[Stored items]
________________
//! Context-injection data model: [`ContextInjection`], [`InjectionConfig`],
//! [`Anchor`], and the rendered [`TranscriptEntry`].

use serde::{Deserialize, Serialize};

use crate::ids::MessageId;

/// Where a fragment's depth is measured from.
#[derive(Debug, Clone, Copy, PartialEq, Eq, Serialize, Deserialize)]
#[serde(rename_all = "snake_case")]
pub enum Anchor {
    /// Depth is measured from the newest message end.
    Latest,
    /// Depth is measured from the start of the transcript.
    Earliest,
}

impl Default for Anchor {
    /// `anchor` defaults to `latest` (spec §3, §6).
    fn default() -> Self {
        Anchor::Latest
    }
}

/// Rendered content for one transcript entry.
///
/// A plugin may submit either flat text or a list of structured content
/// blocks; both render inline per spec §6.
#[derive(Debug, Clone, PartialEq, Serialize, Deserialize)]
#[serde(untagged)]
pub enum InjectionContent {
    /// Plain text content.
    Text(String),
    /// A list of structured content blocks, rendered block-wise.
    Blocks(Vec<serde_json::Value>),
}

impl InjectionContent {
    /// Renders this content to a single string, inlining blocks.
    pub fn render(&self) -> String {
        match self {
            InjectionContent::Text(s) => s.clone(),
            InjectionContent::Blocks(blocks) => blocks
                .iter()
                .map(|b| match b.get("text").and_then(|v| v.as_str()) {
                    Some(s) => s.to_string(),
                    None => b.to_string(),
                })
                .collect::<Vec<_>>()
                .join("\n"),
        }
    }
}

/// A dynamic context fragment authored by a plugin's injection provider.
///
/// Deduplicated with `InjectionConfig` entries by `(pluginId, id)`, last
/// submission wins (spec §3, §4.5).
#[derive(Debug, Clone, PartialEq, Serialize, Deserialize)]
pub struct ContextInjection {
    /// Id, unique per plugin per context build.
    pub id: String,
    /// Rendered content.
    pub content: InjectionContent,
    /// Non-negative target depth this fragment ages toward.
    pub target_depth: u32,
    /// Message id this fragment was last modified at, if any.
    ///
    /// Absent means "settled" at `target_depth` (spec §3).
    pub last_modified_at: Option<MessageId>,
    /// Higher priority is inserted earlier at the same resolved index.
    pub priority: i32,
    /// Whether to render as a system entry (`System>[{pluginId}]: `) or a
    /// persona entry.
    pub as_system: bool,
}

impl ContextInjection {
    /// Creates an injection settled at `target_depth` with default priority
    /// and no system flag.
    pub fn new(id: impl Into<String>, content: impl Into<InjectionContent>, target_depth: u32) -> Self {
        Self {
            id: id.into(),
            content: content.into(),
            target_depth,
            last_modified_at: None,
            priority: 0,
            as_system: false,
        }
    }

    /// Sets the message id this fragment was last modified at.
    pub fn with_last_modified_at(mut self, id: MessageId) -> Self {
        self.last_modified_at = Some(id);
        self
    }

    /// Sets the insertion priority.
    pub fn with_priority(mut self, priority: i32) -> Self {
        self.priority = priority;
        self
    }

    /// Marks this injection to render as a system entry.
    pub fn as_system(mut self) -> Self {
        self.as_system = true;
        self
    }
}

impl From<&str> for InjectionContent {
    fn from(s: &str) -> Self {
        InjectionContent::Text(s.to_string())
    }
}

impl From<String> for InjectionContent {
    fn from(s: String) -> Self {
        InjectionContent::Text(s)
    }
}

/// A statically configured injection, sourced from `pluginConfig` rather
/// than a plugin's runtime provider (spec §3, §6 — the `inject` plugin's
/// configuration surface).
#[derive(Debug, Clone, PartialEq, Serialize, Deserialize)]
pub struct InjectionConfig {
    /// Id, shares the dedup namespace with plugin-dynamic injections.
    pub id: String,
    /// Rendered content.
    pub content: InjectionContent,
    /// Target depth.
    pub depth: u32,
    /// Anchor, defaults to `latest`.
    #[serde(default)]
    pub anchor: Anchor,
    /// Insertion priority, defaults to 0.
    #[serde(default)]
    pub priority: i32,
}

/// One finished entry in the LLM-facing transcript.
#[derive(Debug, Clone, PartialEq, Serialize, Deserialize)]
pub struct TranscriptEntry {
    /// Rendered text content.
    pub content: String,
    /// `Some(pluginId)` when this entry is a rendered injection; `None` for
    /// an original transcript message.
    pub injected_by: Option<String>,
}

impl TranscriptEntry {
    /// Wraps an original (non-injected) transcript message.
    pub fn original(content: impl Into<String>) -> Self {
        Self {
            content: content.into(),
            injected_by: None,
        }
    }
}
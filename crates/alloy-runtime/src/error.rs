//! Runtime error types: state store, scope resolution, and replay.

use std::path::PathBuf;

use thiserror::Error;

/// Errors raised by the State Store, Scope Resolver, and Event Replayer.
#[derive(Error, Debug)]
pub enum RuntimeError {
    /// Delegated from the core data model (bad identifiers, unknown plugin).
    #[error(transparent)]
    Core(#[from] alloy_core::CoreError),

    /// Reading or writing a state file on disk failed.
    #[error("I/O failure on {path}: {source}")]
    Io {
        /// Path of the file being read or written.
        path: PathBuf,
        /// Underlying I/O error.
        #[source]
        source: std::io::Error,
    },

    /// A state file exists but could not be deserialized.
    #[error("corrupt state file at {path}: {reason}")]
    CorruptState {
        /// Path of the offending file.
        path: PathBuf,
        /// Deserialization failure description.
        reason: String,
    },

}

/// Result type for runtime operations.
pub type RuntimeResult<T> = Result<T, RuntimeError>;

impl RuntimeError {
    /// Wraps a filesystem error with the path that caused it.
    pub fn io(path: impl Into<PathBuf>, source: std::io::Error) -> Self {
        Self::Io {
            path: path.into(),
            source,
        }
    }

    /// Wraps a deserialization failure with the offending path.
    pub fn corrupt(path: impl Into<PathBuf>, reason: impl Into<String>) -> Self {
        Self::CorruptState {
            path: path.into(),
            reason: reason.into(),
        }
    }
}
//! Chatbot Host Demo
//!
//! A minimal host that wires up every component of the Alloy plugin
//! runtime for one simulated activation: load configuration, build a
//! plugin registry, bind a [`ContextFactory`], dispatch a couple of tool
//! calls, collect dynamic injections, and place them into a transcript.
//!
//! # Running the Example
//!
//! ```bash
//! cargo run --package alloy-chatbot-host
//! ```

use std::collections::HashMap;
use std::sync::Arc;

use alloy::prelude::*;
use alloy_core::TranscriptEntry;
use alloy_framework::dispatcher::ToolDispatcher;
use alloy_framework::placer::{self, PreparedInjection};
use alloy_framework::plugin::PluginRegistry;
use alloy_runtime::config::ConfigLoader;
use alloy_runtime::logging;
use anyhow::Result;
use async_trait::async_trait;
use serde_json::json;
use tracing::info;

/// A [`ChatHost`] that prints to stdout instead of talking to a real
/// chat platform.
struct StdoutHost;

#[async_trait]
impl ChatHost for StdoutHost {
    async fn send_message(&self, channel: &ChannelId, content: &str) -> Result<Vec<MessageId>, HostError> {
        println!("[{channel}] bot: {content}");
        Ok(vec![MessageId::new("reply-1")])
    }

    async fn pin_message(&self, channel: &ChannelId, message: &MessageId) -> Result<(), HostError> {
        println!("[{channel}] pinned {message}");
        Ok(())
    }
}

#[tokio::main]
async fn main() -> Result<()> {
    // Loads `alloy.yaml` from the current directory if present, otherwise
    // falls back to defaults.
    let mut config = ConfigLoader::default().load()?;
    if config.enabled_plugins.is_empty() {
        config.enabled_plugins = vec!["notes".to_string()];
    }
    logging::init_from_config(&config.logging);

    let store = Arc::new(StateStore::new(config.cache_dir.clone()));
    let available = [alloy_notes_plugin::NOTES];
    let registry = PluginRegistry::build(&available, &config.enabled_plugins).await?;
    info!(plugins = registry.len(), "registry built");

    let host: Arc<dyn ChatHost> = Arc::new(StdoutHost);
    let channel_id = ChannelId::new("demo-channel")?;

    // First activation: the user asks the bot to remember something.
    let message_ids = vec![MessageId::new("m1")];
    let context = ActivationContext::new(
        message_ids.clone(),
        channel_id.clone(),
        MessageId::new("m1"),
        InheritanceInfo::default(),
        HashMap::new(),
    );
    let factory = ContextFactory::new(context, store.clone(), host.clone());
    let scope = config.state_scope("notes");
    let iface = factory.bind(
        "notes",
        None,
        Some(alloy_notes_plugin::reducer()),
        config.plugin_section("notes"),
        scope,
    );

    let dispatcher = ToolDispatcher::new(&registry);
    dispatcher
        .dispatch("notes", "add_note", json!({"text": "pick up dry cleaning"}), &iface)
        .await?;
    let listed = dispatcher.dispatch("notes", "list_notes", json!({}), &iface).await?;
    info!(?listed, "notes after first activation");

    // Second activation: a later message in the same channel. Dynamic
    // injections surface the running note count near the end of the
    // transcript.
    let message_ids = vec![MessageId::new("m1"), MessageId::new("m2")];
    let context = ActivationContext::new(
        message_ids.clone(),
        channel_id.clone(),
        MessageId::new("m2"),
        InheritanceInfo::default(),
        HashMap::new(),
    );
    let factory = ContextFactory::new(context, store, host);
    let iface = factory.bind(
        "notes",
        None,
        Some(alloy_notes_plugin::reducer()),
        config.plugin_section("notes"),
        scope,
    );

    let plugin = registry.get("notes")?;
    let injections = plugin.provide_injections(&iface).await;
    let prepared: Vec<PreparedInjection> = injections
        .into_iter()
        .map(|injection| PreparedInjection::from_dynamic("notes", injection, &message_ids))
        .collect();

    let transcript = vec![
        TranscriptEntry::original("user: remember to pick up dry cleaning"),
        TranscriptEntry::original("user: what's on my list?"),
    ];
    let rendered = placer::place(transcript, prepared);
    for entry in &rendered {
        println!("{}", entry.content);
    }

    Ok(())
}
________________
What the task requires —
In the lines above, spot each one that contains the word "listed" and copy it.

Solution to this exercise —
    let listed = dispatcher.dispatch("notes", "list_notes", json!({}), &iface).await?;
    info!(?listed, "notes after first activation");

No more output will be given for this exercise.